Narrative Medicine includes story-telling, film, mass media and literature. William Osler was one of the first to propose for medical students a bedside library that included Shakespeare, Montaigne, Plutarch, Aurelius, Epictetus and Emerson. The reading tastes of people have changed over the years and others have attempted to renew the list with the inclusion of Moby Dick, Pride and Prejudice, Don Quixote, The Adventures of Sherlock Holmes, The Final Diagnosis and Surely You are Joking, Mr Feynman. Orwell, Medawar, Asher and De Bono are on many lists as are religious texts.
Cinema captures the complex reality of life. Cinematic and tele-visual texts rely on the narrative to make meaning and allow for the exploration of “truths” and “themes” in modern medicine. Good stories presented from different perspectives add to the understanding of the human condition. They enhance manifold the insights into health and disease, normal and abnormal, and the human response to pain and suffering.
The application of ethics to the practice of medicine is complex and requires formal training. Applying the principles of autonomy, beneficence, non-maleficence, justice, dignity and honesty to everyday practice requires diligence and discussion. The complex situations faced by physicians are often due to conflicts between two rights.
Medical humanities movement: Many medical schools in the West have established departments of medical humanities. They offer regular and elective courses and have a dedicated faculty, recognised syllabi, interest groups and book clubs. Recent advances include online med-humanities communities, web-based resources, searchable databases and comprehensive blogs and discussion boards.
Some medical schools also allow for the selection of a small proportion of undergraduates majoring in humanities or social sciences instead of in the traditional pre-med curriculum. They are required to take only basic high school biology and chemistry courses. They are exempt from the medical entrance examination but are judged on their school and college grades. Evaluations of such programmes have showed that the academic performance in medical schools of those with a humanities or social science background is equivalent to those who chose the traditional pre-med route.
Medical humanities and India: Medical humanities are not formally taught in medical colleges in India. The few institutions which have attempted to incorporate these in the curriculum have done it informally and without a comprehensive and rigorous approach to the field. Not many medical schools regularly discuss ethics in medical practice; few debate the complex issues involved. The emphasis on medical humanities is minimal and dedicated departments are non-existent. Munnabhai MBBS and Wit are rarely part of the curriculum.
The way forward
For decades, the medical profession has debated whether pre-med courses and admission tests produce good doctors. There is no single formula of what will make a good doctor. Many would argue for a later age for increased emotional maturity for entry into the medical college (say, after a bachelor's degree) and for hard working students who have demonstrated a commitment to serve the community and have lived life.
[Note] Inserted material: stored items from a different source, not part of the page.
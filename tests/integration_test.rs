use pizza_catalog::catalog::{Catalog, CatalogError, EntityKind};
use pizza_catalog::lifecycle::CatalogSystem;
use pizza_catalog::model::{
    Pizza, PizzaCreate, PizzaId, Price, Restaurant, RestaurantCreate, RestaurantId,
    RestaurantPizzaCreate, MAX_PRICE, MIN_PRICE,
};
use pizza_catalog::serialization::RestaurantSummary;

async fn restaurant(catalog: &Catalog, name: &str) -> Restaurant {
    catalog
        .create_restaurant(RestaurantCreate {
            name: name.into(),
            address: format!("{name} street"),
        })
        .await
        .expect("Failed to create restaurant")
}

async fn pizza(catalog: &Catalog, name: &str) -> Pizza {
    catalog
        .create_pizza(PizzaCreate {
            name: name.into(),
            ingredients: "Dough, Tomato Sauce, Cheese".into(),
        })
        .await
        .expect("Failed to create pizza")
}

fn offer(restaurant_id: RestaurantId, pizza_id: PizzaId, price: i64) -> RestaurantPizzaCreate {
    RestaurantPizzaCreate {
        price: Price::new(price).expect("price in range"),
        restaurant_id,
        pizza_id,
    }
}

/// Full end-to-end test with both real actors.
#[tokio::test]
async fn test_every_price_in_range_is_accepted() {
    let system = CatalogSystem::new(32);
    let catalog = &system.catalog;

    let karens = restaurant(catalog, "Karen's Pizza Shack").await;
    let emma = pizza(catalog, "Emma").await;

    for price in MIN_PRICE..=MAX_PRICE {
        let added = catalog
            .create_restaurant_pizza(offer(karens.id, emma.id, price))
            .await
            .expect("Failed to create association");
        assert_eq!(i64::from(added.restaurant_pizza.price.get()), price);
    }

    let all = catalog.list_all_restaurant_pizzas().await.unwrap();
    assert_eq!(all.len(), (MAX_PRICE - MIN_PRICE + 1) as usize);

    system.shutdown().await.expect("Failed to shutdown system");
}

#[tokio::test]
async fn test_round_trip_nests_current_entities() {
    let system = CatalogSystem::new(32);
    let catalog = &system.catalog;

    let kikis = restaurant(catalog, "Kiki's Pizza").await;
    let geri = pizza(catalog, "Geri").await;

    let added = catalog
        .create_restaurant_pizza(offer(kikis.id, geri.id, 10))
        .await
        .unwrap();

    assert_eq!(added.pizza, catalog.get_pizza(geri.id).await.unwrap());
    assert_eq!(
        RestaurantSummary::from(&added.restaurant),
        RestaurantSummary::from(&catalog.get_restaurant(kikis.id).await.unwrap())
    );
    assert_eq!(
        catalog
            .get_restaurant_pizza(added.restaurant_pizza.id)
            .await
            .unwrap(),
        added.restaurant_pizza
    );

    let detail = catalog.restaurant_detail(kikis.id).await.unwrap();
    assert_eq!(detail.restaurant_pizzas.len(), 1);
    assert_eq!(detail.restaurant_pizzas[0].pizza, geri);

    system.shutdown().await.unwrap();
}

#[tokio::test]
async fn test_missing_references_create_nothing() {
    let system = CatalogSystem::new(32);
    let catalog = &system.catalog;

    let karens = restaurant(catalog, "Karen's Pizza Shack").await;
    let emma = pizza(catalog, "Emma").await;

    let result = catalog
        .create_restaurant_pizza(offer(karens.id, PizzaId(999), 10))
        .await;
    assert!(matches!(
        result,
        Err(CatalogError::ReferenceNotFound {
            entity: EntityKind::Pizza,
            ..
        })
    ));

    let result = catalog
        .create_restaurant_pizza(offer(RestaurantId(999), emma.id, 10))
        .await;
    assert!(matches!(
        result,
        Err(CatalogError::ReferenceNotFound {
            entity: EntityKind::Restaurant,
            ..
        })
    ));

    // Both missing: the restaurant is reported
    let result = catalog
        .create_restaurant_pizza(offer(RestaurantId(999), PizzaId(999), 10))
        .await
        .unwrap_err();
    assert_eq!(result.to_string(), "Restaurant not found");

    assert!(catalog.list_all_restaurant_pizzas().await.unwrap().is_empty());

    // The failed attempts did not consume association ids
    let added = catalog
        .create_restaurant_pizza(offer(karens.id, emma.id, 10))
        .await
        .unwrap();
    assert_eq!(added.restaurant_pizza.id.0, 1);

    system.shutdown().await.unwrap();
}

#[tokio::test]
async fn test_cascade_delete_removes_exactly_its_associations() {
    let system = CatalogSystem::new(32);
    let catalog = &system.catalog;

    let karens = restaurant(catalog, "Karen's Pizza Shack").await;
    let sanjays = restaurant(catalog, "Sanjay's Pizza").await;
    let emma = pizza(catalog, "Emma").await;
    let geri = pizza(catalog, "Geri").await;

    let doomed = [
        catalog.create_restaurant_pizza(offer(karens.id, emma.id, 1)).await.unwrap(),
        catalog.create_restaurant_pizza(offer(karens.id, geri.id, 4)).await.unwrap(),
    ];
    let kept = catalog
        .create_restaurant_pizza(offer(sanjays.id, geri.id, 5))
        .await
        .unwrap();

    catalog.delete_restaurant(karens.id).await.unwrap();

    assert!(matches!(
        catalog.get_restaurant(karens.id).await,
        Err(CatalogError::NotFound {
            entity: EntityKind::Restaurant,
            ..
        })
    ));
    for added in &doomed {
        assert!(matches!(
            catalog.get_restaurant_pizza(added.restaurant_pizza.id).await,
            Err(CatalogError::NotFound {
                entity: EntityKind::RestaurantPizza,
                ..
            })
        ));
    }
    assert_eq!(
        catalog.list_all_restaurant_pizzas().await.unwrap(),
        vec![kept.restaurant_pizza]
    );
    assert!(catalog
        .list_restaurant_pizzas_by_restaurant(karens.id)
        .await
        .unwrap()
        .is_empty());

    // Pizzas are untouched
    assert_eq!(catalog.list_pizzas().await.unwrap().len(), 2);

    // Deleting again reports not found
    assert!(matches!(
        catalog.delete_restaurant(karens.id).await,
        Err(CatalogError::NotFound { .. })
    ));

    system.shutdown().await.unwrap();
}

/// Concurrent association requests all land, each with a distinct id.
#[tokio::test]
async fn test_concurrent_associations() {
    let system = CatalogSystem::new(4);

    let karens = restaurant(&system.catalog, "Karen's Pizza Shack").await;
    let sanjays = restaurant(&system.catalog, "Sanjay's Pizza").await;
    let emma = pizza(&system.catalog, "Emma").await;

    let mut handles = vec![];
    for i in 0..20 {
        let catalog = system.catalog.clone();
        let restaurant_id = if i % 2 == 0 { karens.id } else { sanjays.id };
        handles.push(tokio::spawn(async move {
            catalog
                .create_restaurant_pizza(offer(restaurant_id, emma.id, 1 + i % 30))
                .await
        }));
    }
    for handle in handles {
        handle.await.unwrap().expect("association failed");
    }

    let all = system.catalog.list_all_restaurant_pizzas().await.unwrap();
    let mut ids: Vec<u32> = all.iter().map(|rp| rp.id.0).collect();
    ids.dedup();
    assert_eq!(ids, (1..=20).collect::<Vec<_>>());

    let karens_offers = system
        .catalog
        .list_restaurant_pizzas_by_restaurant(karens.id)
        .await
        .unwrap();
    assert_eq!(karens_offers.len(), 10);

    system.shutdown().await.unwrap();
}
Good scores in science do not always translate into a sense of mission. Nor do they automatically result in an interpersonal skill to become well-rounded and caring healers.
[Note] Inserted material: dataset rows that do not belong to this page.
use super::handlers;
use super::state::AppState;
use axum::routing::get;
use axum::Router;
use tower_http::trace::TraceLayer;

/// Creates the router with every catalog endpoint.
///
/// | Method & Path               | Handler                                   |
/// |-----------------------------|-------------------------------------------|
/// | `GET /`                     | [`handlers::index`]                       |
/// | `GET /restaurants`          | [`handlers::list_restaurants`]            |
/// | `GET /restaurants/{id}`     | [`handlers::get_restaurant`]              |
/// | `DELETE /restaurants/{id}`  | [`handlers::delete_restaurant`]           |
/// | `GET /pizzas`               | [`handlers::list_pizzas`]                 |
/// | `GET /restaurant_pizzas`    | [`handlers::list_restaurant_pizzas`]      |
/// | `POST /restaurant_pizzas`   | [`handlers::create_restaurant_pizza`]     |
pub fn create_router(state: AppState) -> Router {
    Router::new()
        .route("/", get(handlers::index))
        .route("/restaurants", get(handlers::list_restaurants))
        .route(
            "/restaurants/{id}",
            get(handlers::get_restaurant).delete(handlers::delete_restaurant),
        )
        .route("/pizzas", get(handlers::list_pizzas))
        .route(
            "/restaurant_pizzas",
            get(handlers::list_restaurant_pizzas).post(handlers::create_restaurant_pizza),
        )
        .layer(TraceLayer::new_for_http())
        .with_state(state)
}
Medical colleges in India should establish departments of medical humanities. The curriculum should include courses in these subjects with minimum requirements for all physicians. There is a definite need to reconsider the science-only entry criteria for medicine and include humanities in the pre-med curriculum. Opening up medical training to older students majoring in humanities is an option worth considering. People in general and the best doctors in particular are those with open minds and broadly experienced in both humanities and science.
(Professor K.S. Jacob is on the faculty of the Christian Medical College, Vellore.)